12pm. 62 hours. 10 hours to go.

I am feeling really cold. It feels like the winter. I should have gotten the jacket. Actually, It is close to shivery. No headache, No pain in the tummy. Just a funny feeling. I guess the digestion process has stopped. The body is not expecting anything.

3pm. 65 hours. 7 hours to go.

Just came back from the rehearsal. As I was coming up My mind was speculating what to do? What to read? I put my foot down that Either you go sleep or watch something. I am not doing any work. As anyways I will have to go for rehearsal around 6pm. Now, I realize the importance of taking breaks and chilling. Anyways my friends keep saying that I can do nothing other than work. I don't have normal topics to chit chat about. All I talk about is acting this and acting that. I guess It makes me a very good actor but a very annoying person to be around maybe. How will a girl fall in love with me, if  I keep boring her with all the acting talk? I need to ease a little. Find other interests other than acting too (smile).
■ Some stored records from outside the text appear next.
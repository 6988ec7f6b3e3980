//! Probe: read-only inspection of current host state
//!
//! Absence is a valid observation, not an error. `ProbeResult::error` is
//! only set when the host could not be inspected at all.

use crate::context::{FileMeta, Host};
use crate::error::HostResult;
use crate::types::{Desired, Ownership, ProbeResult, ResolvedOwner, ResourceAction, fmt_mode};
use std::path::Path;

/// Inspect the current state of an action's target.
pub fn inspect(host: &Host<'_>, action: &ResourceAction) -> ProbeResult {
    let result = match &action.desired {
        Desired::PackageInstalled => probe_package(host, &action.target),
        Desired::FileContent { content } => probe_content(host, &action.path(), content),
        Desired::FileOwnerMode { owner, mode } => {
            probe_owner_mode(host, &action.path(), owner, *mode)
        }
        Desired::ServiceRunning { running, .. } => probe_service(host, &action.target, *running),
        Desired::DirectoryOwnerMode {
            owner,
            dir_mode,
            file_mode,
        } => probe_tree(host, &action.path(), owner, *dir_mode, *file_mode),
    };

    match result {
        Ok(probe) => {
            log::debug!("{}: probe matches={} ({})", action.id, probe.matches, probe.details);
            probe
        }
        Err(e) => {
            log::debug!("{}: probe error: {e}", action.id);
            ProbeResult::failed(e.actionable())
        }
    }
}

/// Short blake3 digest for display
pub fn digest(content: &[u8]) -> String {
    let hash = blake3::hash(content).to_hex();
    hash.as_str()[..12].to_string()
}

/// Whether an entry has the wanted owner and (optionally) mode
pub fn owner_mode_matches(meta: &FileMeta, want: ResolvedOwner, mode: Option<u32>) -> bool {
    meta.uid == want.uid
        && want.gid.is_none_or(|gid| meta.gid == gid)
        && mode.is_none_or(|m| meta.mode == m)
}

fn probe_package(host: &Host<'_>, name: &str) -> HostResult<ProbeResult> {
    if host.packages.is_installed(name)? {
        Ok(ProbeResult::matching("installed"))
    } else {
        Ok(ProbeResult::differing("not installed"))
    }
}

fn probe_content(host: &Host<'_>, path: &Path, desired: &[u8]) -> HostResult<ProbeResult> {
    let Some(current) = host.fs.read(path)? else {
        return Ok(ProbeResult::differing("absent"));
    };

    if current == desired {
        Ok(ProbeResult::matching(format!(
            "content matches ({} bytes, {})",
            current.len(),
            digest(&current)
        )))
    } else {
        Ok(ProbeResult::differing(format!(
            "content differs ({} bytes, {} → {} bytes, {})",
            current.len(),
            digest(&current),
            desired.len(),
            digest(desired)
        )))
    }
}

fn probe_owner_mode(
    host: &Host<'_>,
    path: &Path,
    owner: &Ownership,
    mode: u32,
) -> HostResult<ProbeResult> {
    let Some(meta) = host.fs.metadata(path)? else {
        return Ok(ProbeResult::differing("absent"));
    };
    let want = host.fs.resolve_owner(owner)?;
    let current = format!("{}:{} {}", meta.uid, meta.gid, fmt_mode(meta.mode));

    if owner_mode_matches(&meta, want, Some(mode)) {
        Ok(ProbeResult::matching(current))
    } else {
        Ok(ProbeResult::differing(format!(
            "{current}, want {} {}",
            owner,
            fmt_mode(mode)
        )))
    }
}

fn probe_service(host: &Host<'_>, name: &str, running: bool) -> HostResult<ProbeResult> {
    let is_running = host.services.is_running(name)?;
    let details = if is_running { "running" } else { "stopped" };
    if is_running == running {
        Ok(ProbeResult::matching(details))
    } else {
        Ok(ProbeResult::differing(details))
    }
}

fn probe_tree(
    host: &Host<'_>,
    root: &Path,
    owner: &Ownership,
    dir_mode: Option<u32>,
    file_mode: Option<u32>,
) -> HostResult<ProbeResult> {
    if host.fs.metadata(root)?.is_none() {
        return Ok(ProbeResult::differing("absent"));
    }
    let want = host.fs.resolve_owner(owner)?;
    let entries = host.fs.walk(root)?;

    let offenders: Vec<&Path> = entries
        .iter()
        .filter(|(_, meta)| {
            let mode = if meta.is_dir { dir_mode } else { file_mode };
            !owner_mode_matches(meta, want, mode)
        })
        .map(|(path, _)| path.as_path())
        .collect();

    match offenders.first() {
        None => Ok(ProbeResult::matching(format!(
            "{} entries match",
            entries.len()
        ))),
        Some(first) => Ok(ProbeResult::differing(format!(
            "{} of {} entries differ (first: {})",
            offenders.len(),
            entries.len(),
            first.display()
        ))),
    }
}
pub mod apply;
pub mod check;
pub mod status;

use anyhow::{Context as _, Result};
use hostkit::{CommandRunner, DEFAULT_TIMEOUT, LocalHost};
use std::path::Path;
use std::time::Duration;

use crate::schema::Plan;

/// Load and validate a manifest, with the path in the error chain
pub fn load_plan(path: &Path) -> Result<Plan> {
    Plan::load(path).with_context(|| format!("Invalid manifest: {}", path.display()))
}

/// Command timeout: flag, then manifest setting, then the default
pub fn command_timeout(flag: Option<u64>, plan: &Plan) -> Duration {
    flag.or(plan.settings.command_timeout_secs)
        .map_or(DEFAULT_TIMEOUT, Duration::from_secs)
}

/// Detect the live host adapters, with the plan's explicit checkers registered
pub fn detect_host(plan: &Plan, timeout: Duration) -> LocalHost {
    let host = LocalHost::detect(CommandRunner::new(timeout)).with_checkers(plan.checkers.clone());
    match host.packages.backend() {
        Some(backend) => log::debug!("Package manager: {}", backend.name()),
        None => log::debug!("No supported package manager found"),
    }
    host
}

#[cfg(test)]
mod tests {
    use super::*;
    use crate::schema::Settings;

    fn plan_with(timeout: Option<u64>) -> Plan {
        Plan {
            path: "converge.toml".into(),
            settings: Settings {
                command_timeout_secs: timeout,
                ..Default::default()
            },
            actions: Vec::new(),
            checkers: Vec::new(),
        }
    }

    #[test]
    fn test_timeout_precedence() {
        assert_eq!(command_timeout(None, &plan_with(None)), DEFAULT_TIMEOUT);
        assert_eq!(command_timeout(None, &plan_with(Some(30))), Duration::from_secs(30));
        assert_eq!(command_timeout(Some(5), &plan_with(Some(30))), Duration::from_secs(5));
    }
}
//! Host capability traits
//!
//! The reconciler reaches the live host only through these traits, so the
//! core stays a function of `(actions, host) -> RunReport` and every
//! collaborator can be replaced by a fake in tests.

use crate::error::HostResult;
use crate::types::{ActionOutcome, Ownership, ResolvedOwner, ResourceAction, Verdict};
use std::path::{Path, PathBuf};

/// Host package manager
pub trait PackageManager {
    /// Whether the package is installed
    fn is_installed(&self, name: &str) -> HostResult<bool>;

    /// Install the package
    fn install(&self, name: &str) -> HostResult<()>;
}

/// Host service manager
pub trait ServiceManager {
    /// Whether the service is currently running
    fn is_running(&self, name: &str) -> HostResult<bool>;

    /// Start the service
    fn start(&self, name: &str) -> HostResult<()>;

    /// Stop the service
    fn stop(&self, name: &str) -> HostResult<()>;

    /// Clear a failed/blocked state before a retry
    fn reset(&self, _name: &str) -> HostResult<()> {
        Ok(())
    }
}

/// Ownership and permission bits of a filesystem entry
#[derive(Debug, Clone, Copy, PartialEq, Eq)]
pub struct FileMeta {
    pub uid: u32,
    pub gid: u32,
    /// Permission bits including setuid/setgid/sticky (`& 0o7777`)
    pub mode: u32,
    pub is_dir: bool,
}

/// Host filesystem
pub trait Filesystem {
    /// Metadata of the entry, `None` when absent
    fn metadata(&self, path: &Path) -> HostResult<Option<FileMeta>>;

    /// File contents, `None` when absent
    fn read(&self, path: &Path) -> HostResult<Option<Vec<u8>>>;

    /// Replace the file's contents so readers see either the old or the new bytes
    fn write_atomic(&self, path: &Path, content: &[u8]) -> HostResult<()>;

    /// Change owner (and group when given)
    fn set_owner(&self, path: &Path, owner: ResolvedOwner) -> HostResult<()>;

    /// Change permission bits
    fn set_mode(&self, path: &Path, mode: u32) -> HostResult<()>;

    /// Copy preserving owner, mode and timestamps; must not overwrite `to`
    fn copy_preserving(&self, from: &Path, to: &Path) -> HostResult<()>;

    /// Remove a file, returning false when it was already absent
    fn remove_file(&self, path: &Path) -> HostResult<bool>;

    /// Every entry under `root` (including `root`), symlinks excluded
    fn walk(&self, root: &Path) -> HostResult<Vec<(PathBuf, FileMeta)>>;

    /// Resolve user/group names to ids
    fn resolve_owner(&self, owner: &Ownership) -> HostResult<ResolvedOwner>;
}

/// Syntax checker for policy-like files
pub trait PolicyChecker {
    /// Check candidate content destined for `target`, in isolation from the live file
    fn check(&self, target: &Path, candidate: &[u8]) -> HostResult<Verdict>;
}

/// Mount options of the filesystem holding a path
#[derive(Debug, Clone, PartialEq, Eq, Default)]
pub struct MountFlags {
    pub mount_point: PathBuf,
    pub fs_type: String,
    pub read_only: bool,
    pub nosuid: bool,
}

impl MountFlags {
    /// Filesystems that synthesize or ignore unix ownership and modes
    pub fn maps_permissions(&self) -> bool {
        matches!(
            self.fs_type.as_str(),
            "vfat" | "exfat" | "msdos" | "ntfs" | "ntfs3" | "fuseblk" | "9p" | "drvfs" | "cifs"
                | "smb3" | "v9fs"
        )
    }
}

/// Mount-table inspector
pub trait MountInspector {
    fn flags_for(&self, path: &Path) -> HostResult<MountFlags>;
}

/// The full capability set handed to the reconciler
#[derive(Clone, Copy)]
pub struct Host<'a> {
    pub packages: &'a dyn PackageManager,
    pub services: &'a dyn ServiceManager,
    pub fs: &'a dyn Filesystem,
    pub checker: &'a dyn PolicyChecker,
    pub mounts: &'a dyn MountInspector,
}

/// Receives per-action progress during a run
///
/// Implement this trait to print status lines, drive a spinner, etc.
pub trait RunObserver {
    /// Called before an action leaves `Pending`
    fn on_action_start(&mut self, index: usize, total: usize, action: &ResourceAction);

    /// Called once the action reached a terminal status
    fn on_action_complete(&mut self, outcome: &ActionOutcome);
}

/// No-op observer
pub struct NoProgress;

impl RunObserver for NoProgress {
    fn on_action_start(&mut self, _index: usize, _total: usize, _action: &ResourceAction) {}
    fn on_action_complete(&mut self, _outcome: &ActionOutcome) {}
}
The headache is back. I don't know how much water will help this. The tummy is sleeping. It must be saying, "Oh Good no working for a while".   When Sam came today, I asked him if I was looking tired to this he said, I was looking fresher than yesterday. I guess so. I had no difficulty in concentrating in the rehearsal, actually, I think I could focus more.  Today, I was talking to Adithya another cafe partner and also chef. So I told him I want to eat something special tomorrow. Let's see what's in store. I am excited but I have no clue as to what I will eat at 10pm. Some dry fruits and then something. I said I will make soup but I guess not. My soup would be bland. I am falling in love with food. I guess If you want to find love stay away for a while. There was this friend who I used to hang out with and she was really annoyed with my lack of interest in food. I said, I eat only to live. Huh!!!! What a sad statement.  Why only her!!!  I irritated almost everyone by not ordering my own food. Because I had no favorite. What I understand now is that it doesn't make me cool. I recently realized it annoyed me talking to a person who had no favorites. For whom everything was fine.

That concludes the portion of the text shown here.